Et Lindsay Buckingham dans tout ça ? Le pauvre s’est un peu égaré sur une bonne moitié de ses chansons – “The Ledge”, “That's Enough For Me” et le morceau titre – et l’on se demande parfois où il est allé chercher toutes ces idées pas forcément heureuses. Ce qui ne l’empêche de revenir – à la raison –, impérial avec des titres du calibre de “Save Me A Place”, sincère comme une main tendue, ou encore “That's All For Everyone” qui malgré sa structure limpide s’autopropulse au firmament des grandes chansons.

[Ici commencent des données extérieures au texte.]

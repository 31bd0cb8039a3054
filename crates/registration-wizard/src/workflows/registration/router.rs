use std::sync::Arc;

use axum::{
    extract::{rejection::JsonRejection, DefaultBodyLimit, Path, State},
    http::StatusCode,
    response::{IntoResponse, Response},
    routing::{get, post},
    Router,
};
use base64::{engine::general_purpose::STANDARD, Engine as _};
use serde::Deserialize;
use serde_json::json;

use super::domain::{ApplicationForm, ResumeFile, MAX_RESUME_BYTES};
use super::pipeline::{SubmissionError, SubmissionPipeline};
use super::schema::{self, RESUME_TOO_LARGE};
use super::steps::WizardLayout;
use crate::error::AppError;

/// Shared state behind the registration endpoints.
#[derive(Clone)]
pub struct RegistrationApi {
    pub pipeline: Arc<SubmissionPipeline>,
    pub layout: Arc<WizardLayout>,
}

impl RegistrationApi {
    pub fn new(pipeline: SubmissionPipeline) -> Self {
        Self {
            pipeline: Arc::new(pipeline),
            layout: Arc::new(WizardLayout::standard()),
        }
    }
}

/// Résumé as uploaded over HTTP: the file metadata plus base64 contents.
#[derive(Debug, Deserialize)]
pub struct ResumeUpload {
    pub file_name: String,
    pub content_type: String,
    pub data: String,
}

#[derive(Debug, Deserialize)]
pub struct SubmitRequest {
    #[serde(flatten)]
    pub form: ApplicationForm,
    #[serde(default)]
    pub resume: Option<ResumeUpload>,
}

// Base64 inflates the largest accepted résumé by a third; leave headroom for the text fields.
const REQUEST_BODY_LIMIT: usize = MAX_RESUME_BYTES * 2;

/// Router builder exposing the wizard layout, per-step validation, and submission.
pub fn registration_router(api: RegistrationApi) -> Router {
    Router::new()
        .route("/api/v1/registration/steps", get(steps_handler))
        .route(
            "/api/v1/registration/steps/:step/validate",
            post(validate_step_handler),
        )
        .route("/api/v1/registration/submit", post(submit_handler))
        .layer(DefaultBodyLimit::max(REQUEST_BODY_LIMIT))
        .with_state(api)
}

pub(crate) async fn steps_handler(State(api): State<RegistrationApi>) -> Response {
    let payload = json!({
        "step_count": api.layout.step_count(),
        "steps": api.layout.views(1),
    });
    (StatusCode::OK, axum::Json(payload)).into_response()
}

pub(crate) async fn validate_step_handler(
    State(api): State<RegistrationApi>,
    Path(step): Path<usize>,
    axum::Json(form): axum::Json<ApplicationForm>,
) -> Response {
    if api.layout.step(step).is_none() {
        let payload = json!({ "error": format!("unknown step {step}") });
        return (StatusCode::NOT_FOUND, axum::Json(payload)).into_response();
    }

    let errors = schema::validate_step(&api.layout, step, &form);
    if errors.is_empty() {
        let next_step = (step + 1).min(api.layout.step_count());
        let payload = json!({ "valid": true, "next_step": next_step });
        (StatusCode::OK, axum::Json(payload)).into_response()
    } else {
        let payload = json!({ "valid": false, "errors": errors });
        (StatusCode::UNPROCESSABLE_ENTITY, axum::Json(payload)).into_response()
    }
}

/// Bodies over the limit can only be oversized résumés, so they get the résumé size message
/// with `413`. Other malformed bodies keep axum's own rejection.
pub(crate) async fn submit_handler(
    State(api): State<RegistrationApi>,
    payload: Result<axum::Json<SubmitRequest>, JsonRejection>,
) -> Result<Response, AppError> {
    let request = match payload {
        Ok(axum::Json(request)) => request,
        Err(rejection) if rejection.status() == StatusCode::PAYLOAD_TOO_LARGE => {
            let payload = json!({ "error": RESUME_TOO_LARGE });
            return Ok((StatusCode::PAYLOAD_TOO_LARGE, axum::Json(payload)).into_response());
        }
        Err(rejection) => return Ok(rejection.into_response()),
    };
    let SubmitRequest { mut form, resume } = request;

    if let Some(upload) = resume {
        let bytes = STANDARD
            .decode(upload.data.as_bytes())
            .map_err(|err| AppError::Input(format!("resume is not valid base64: {err}")))?;
        form.resume = Some(ResumeFile::new(upload.file_name, upload.content_type, bytes));
    }

    match api.pipeline.run(&form).await {
        Ok(receipt) => Ok((StatusCode::ACCEPTED, axum::Json(receipt)).into_response()),
        Err(err) => Ok(submission_error_response(err)),
    }
}

fn submission_error_response(err: SubmissionError) -> Response {
    let status = match &err {
        SubmissionError::Invalid(_)
        | SubmissionError::MissingResume
        | SubmissionError::ResumeNotPdf
        | SubmissionError::ResumeTooLarge => StatusCode::UNPROCESSABLE_ENTITY,
        SubmissionError::DuplicateEmail => StatusCode::CONFLICT,
        SubmissionError::Rejected(_) => StatusCode::BAD_GATEWAY,
        SubmissionError::NotOnFinalStep => StatusCode::BAD_REQUEST,
        SubmissionError::Unexpected { .. } => StatusCode::INTERNAL_SERVER_ERROR,
    };

    let payload = match &err {
        SubmissionError::Invalid(errors) => json!({
            "error": err.user_message(),
            "errors": errors,
        }),
        _ => json!({ "error": err.user_message() }),
    };
    (status, axum::Json(payload)).into_response()
}
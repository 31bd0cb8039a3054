use crate::demo::{run_demo, DemoArgs};
use crate::server;
use crate::submit::{run_submit, SubmitArgs};
use clap::{Args, Parser, Subcommand};
use registration_wizard::error::AppError;

#[derive(Parser, Debug)]
#[command(
    name = "Registration Wizard",
    about = "Collect, validate and forward job applications from the command line",
    version
)]
struct Cli {
    #[command(subcommand)]
    command: Option<Command>,
}

#[derive(Subcommand, Debug)]
enum Command {
    /// Start the HTTP service (default command)
    Serve(ServeArgs),
    /// Submit an application against the configured webhook endpoints
    Submit(SubmitArgs),
    /// Walk through the wizard with in-memory endpoints
    Demo(DemoArgs),
}

#[derive(Args, Debug, Default)]
pub(crate) struct ServeArgs {
    /// Override the configured host for the HTTP server
    #[arg(long)]
    pub(crate) host: Option<String>,
    /// Override the configured port for the HTTP server
    #[arg(long)]
    pub(crate) port: Option<u16>,
}

pub(crate) async fn run() -> Result<(), AppError> {
    let cli = Cli::parse();
    let command = cli
        .command
        .unwrap_or_else(|| Command::Serve(ServeArgs::default()));

    match command {
        Command::Serve(args) => server::run(args).await,
        Command::Submit(args) => run_submit(args).await,
        Command::Demo(args) => run_demo(args).await,
    }
}
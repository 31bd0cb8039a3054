//! Five-step job-application registration: declarative step schema, the wizard controller that
//! gates navigation and persists answers, and the submission pipeline that forwards a finished
//! application to the webhook endpoints.

pub mod capabilities;
pub mod domain;
pub mod persistence;
pub mod pipeline;
pub mod preview;
pub mod router;
pub mod schema;
pub mod steps;
pub mod webhook;
pub mod wizard;

#[cfg(test)]
mod tests;

pub use capabilities::{
    CapabilityError, EmailExistenceCheck, FormSubmit, FormSubmitError, NotifyApplicant,
};
pub use domain::{
    ApplicationForm, FieldName, InputKind, ResumeFile, SubmissionRecord, MAX_RESUME_BYTES,
};
pub use persistence::{
    FileKeyValueStore, KeyValueStore, PersistenceError, SnapshotStore, FORM_STORAGE_KEY,
};
pub use pipeline::{
    NotificationStatus, PipelineStage, StageDisposition, SubmissionError, SubmissionPipeline,
    SubmissionReceipt, SUCCESS_MESSAGE,
};
pub use preview::{PreviewHandle, PreviewTracker};
pub use router::{registration_router, RegistrationApi};
pub use schema::{validate_form, validate_step, FieldErrors};
pub use steps::{StepDefinition, StepStatus, StepView, WizardLayout};
pub use webhook::{EmailCheckWebhook, FormSubmitWebhook, QrEmailWebhook, WebhookTrigger};
pub use wizard::{WizardController, WizardState};
use registration_wizard_api::run;

#[tokio::main]
async fn main() {
    if let Err(err) = run().await {
        eprintln!("application error: {err}");
        std::process::exit(1);
    }
}
use crate::config::ConfigError;
use crate::telemetry::TelemetryError;
use crate::workflows::registration::{PersistenceError, SubmissionError};
use axum::http::StatusCode;
use axum::response::{IntoResponse, Response};
use axum::Json;
use serde_json::json;
use std::fmt;

#[derive(Debug)]
pub enum AppError {
    Config(ConfigError),
    Telemetry(TelemetryError),
    Io(std::io::Error),
    Server(axum::Error),
    Persistence(PersistenceError),
    Submission(SubmissionError),
    Input(String),
}

impl fmt::Display for AppError {
    fn fmt(&self, f: &mut fmt::Formatter<'_>) -> fmt::Result {
        match self {
            AppError::Config(err) => write!(f, "configuration error: {}", err),
            AppError::Telemetry(err) => write!(f, "telemetry error: {}", err),
            AppError::Io(err) => write!(f, "io error: {}", err),
            AppError::Server(err) => write!(f, "server error: {}", err),
            AppError::Persistence(err) => write!(f, "saved answers error: {}", err),
            AppError::Submission(err) => write!(f, "{}", err),
            AppError::Input(message) => write!(f, "invalid input: {}", message),
        }
    }
}

impl std::error::Error for AppError {
    fn source(&self) -> Option<&(dyn std::error::Error + 'static)> {
        match self {
            AppError::Config(err) => Some(err),
            AppError::Telemetry(err) => Some(err),
            AppError::Io(err) => Some(err),
            AppError::Server(err) => Some(err),
            AppError::Persistence(err) => Some(err),
            AppError::Submission(err) => Some(err),
            AppError::Input(_) => None,
        }
    }
}

impl IntoResponse for AppError {
    fn into_response(self) -> Response {
        let status = match self {
            AppError::Submission(_) | AppError::Input(_) => StatusCode::BAD_REQUEST,
            AppError::Config(_)
            | AppError::Telemetry(_)
            | AppError::Io(_)
            | AppError::Server(_)
            | AppError::Persistence(_) => StatusCode::INTERNAL_SERVER_ERROR,
        };

        let body = Json(json!({ "error": self.to_string() }));
        (status, body).into_response()
    }
}

impl From<ConfigError> for AppError {
    fn from(value: ConfigError) -> Self {
        Self::Config(value)
    }
}

impl From<TelemetryError> for AppError {
    fn from(value: TelemetryError) -> Self {
        Self::Telemetry(value)
    }
}

impl From<std::io::Error> for AppError {
    fn from(value: std::io::Error) -> Self {
        Self::Io(value)
    }
}

impl From<axum::Error> for AppError {
    fn from(value: axum::Error) -> Self {
        Self::Server(value)
    }
}

impl From<PersistenceError> for AppError {
    fn from(value: PersistenceError) -> Self {
        Self::Persistence(value)
    }
}

impl From<SubmissionError> for AppError {
    fn from(value: SubmissionError) -> Self {
        Self::Submission(value)
    }
}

Si “What Makes You Think You're The One” marquait une sorte d’entre-deux, “I Know I'm Not Wrong”, avec son titre prophétique, renoue avec une certaine honnêteté et “Walk A Thin Line” d’achever cette éblouissante série, et nous avec ! C’est de loin la meilleure composition de Buckingham sur Tusk, celle où, paradoxalement, il s’essaye au même registre que ses camarades féminines, non sans vision. Bien au contraire.
Car à l’écoute de l’album, en entier et dans l’ordre des contributions, on oublie largement ces petites sorties comme autant de fausses notes d’un groupe plongé dans les affres de la création. Et oubli et pardon pour Lindsay, suivi de vivats pour ce grand petit disque, petit par sa capacité à se loger au plus près du cœur, comme un trésor, comme un doudou. Serait-il en passe de s’assumer en double album de chevet ? C’est là son ultime tour de force (et pas des moindres). La Tusk force.